I didn't realize path_put() is a no-op for zeroed-out struct path. I'd
probably leave a comment for future selves, I don't have strong
preference otherwise.
>
> Thanks,
> Song
On 6/3/25 11:40 AM, Andrii Nakryiko wrote:
> On Mon, Jun 2, 2025 at 11:59 PM Song Liu <song@kernel.org> wrote:
>> Introduce a path iterator, which reliably walk a struct path toward
>> the root. This path iterator is based on path_walk_parent. A fixed
>> zero'ed root is passed to path_walk_parent(). Therefore, unless the
>> user terminates it earlier, the iterator will terminate at the real
>> root.
>>
>> Signed-off-by: Song Liu <song@kernel.org>
>> ---
>> kernel/bpf/Makefile | 1 +
>> kernel/bpf/helpers.c | 3 +++
>> kernel/bpf/path_iter.c | 58 ++++++++++++++++++++++++++++++++++++++++++
>> kernel/bpf/verifier.c | 5 ++++
>> 4 files changed, 67 insertions(+)
>> create mode 100644 kernel/bpf/path_iter.c
>>
>> diff --git a/kernel/bpf/Makefile b/kernel/bpf/Makefile
>> index 3a335c50e6e3..454a650d934e 100644
>> --- a/kernel/bpf/Makefile
>> +++ b/kernel/bpf/Makefile
>> @@ -56,6 +56,7 @@ obj-$(CONFIG_BPF_SYSCALL) += kmem_cache_iter.o
>> ifeq ($(CONFIG_DMA_SHARED_BUFFER),y)
>> obj-$(CONFIG_BPF_SYSCALL) += dmabuf_iter.o
>> endif
>> +obj-$(CONFIG_BPF_SYSCALL) += path_iter.o
>>
>> CFLAGS_REMOVE_percpu_freelist.o = $(CC_FLAGS_FTRACE)
>> CFLAGS_REMOVE_bpf_lru_list.o = $(CC_FLAGS_FTRACE)
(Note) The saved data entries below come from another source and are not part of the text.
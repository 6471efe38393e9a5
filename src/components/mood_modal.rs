//! Mood Modal Component
//!
//! "AI Настрой дня" picker listing the three moods.

use dioxus::prelude::*;
use zenpulse_core::{IconRef, MoodEntry};
use zenpulse_ui::{Glyph, IconAction, IconButton};

/// Mood Modal
///
/// # Example
///
/// ```rust,ignore
/// rsx! {
///     MoodModal {
///         show: picker().is_open(),
///         moods: catalog.moods().to_vec(),
///         on_close: move |_| picker.write().close(),
///         on_select: move |mood| select_mood(mood),
///     }
/// }
/// ```
#[component]
pub fn MoodModal(
    /// Whether to show the modal
    show: bool,
    moods: Vec<MoodEntry>,
    /// Callback when modal is closed without a choice
    on_close: EventHandler<()>,
    /// Callback with the chosen mood
    on_select: EventHandler<MoodEntry>,
) -> Element {
    if !show {
        return rsx! {};
    }

    rsx! {
        div {
            class: "modal-overlay",
            onclick: move |_| on_close.call(()),

            div {
                class: "mood-modal",
                onclick: move |e| e.stop_propagation(),

                div { class: "modal-header",
                    div { class: "modal-title-row",
                        Glyph { icon: IconRef::font_awesome("brain") }
                        h2 { class: "modal-title", "AI Настрой дня" }
                    }
                    IconButton {
                        action: IconAction::Close,
                        onclick: move |_| on_close.call(()),
                    }
                }

                p { class: "modal-description",
                    "Выберите настроение для персонализированной медитации"
                }

                div { class: "mood-grid",
                    for mood in moods.iter() {
                        {
                            let chosen = mood.clone();
                            rsx! {
                                button {
                                    key: "{mood.id}",
                                    class: "mood-card",
                                    r#type: "button",
                                    onclick: move |_| on_select.call(chosen.clone()),
                                    div { class: "mood-icon",
                                        Glyph { icon: mood.icon }
                                    }
                                    div { class: "mood-text",
                                        span { class: "mood-name", "{mood.name}" }
                                        span { class: "mood-description", "{mood.description}" }
                                    }
                                }
                            }
                        }
                    }
                }
            }
        }
    }
}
>> diff --git a/kernel/bpf/helpers.c b/kernel/bpf/helpers.c
>> index b71e428ad936..b190c78e40f6 100644
>> --- a/kernel/bpf/helpers.c
>> +++ b/kernel/bpf/helpers.c
>> @@ -3397,6 +3397,9 @@ BTF_ID_FLAGS(func, bpf_iter_dmabuf_next, KF_ITER_NEXT | KF_RET_NULL | KF_SLEEPAB
>> BTF_ID_FLAGS(func, bpf_iter_dmabuf_destroy, KF_ITER_DESTROY | KF_SLEEPABLE)
>> #endif
>> BTF_ID_FLAGS(func, __bpf_trap)
>> +BTF_ID_FLAGS(func, bpf_iter_path_new, KF_ITER_NEW | KF_SLEEPABLE)
>> +BTF_ID_FLAGS(func, bpf_iter_path_next, KF_ITER_NEXT | KF_RET_NULL | KF_SLEEPABLE)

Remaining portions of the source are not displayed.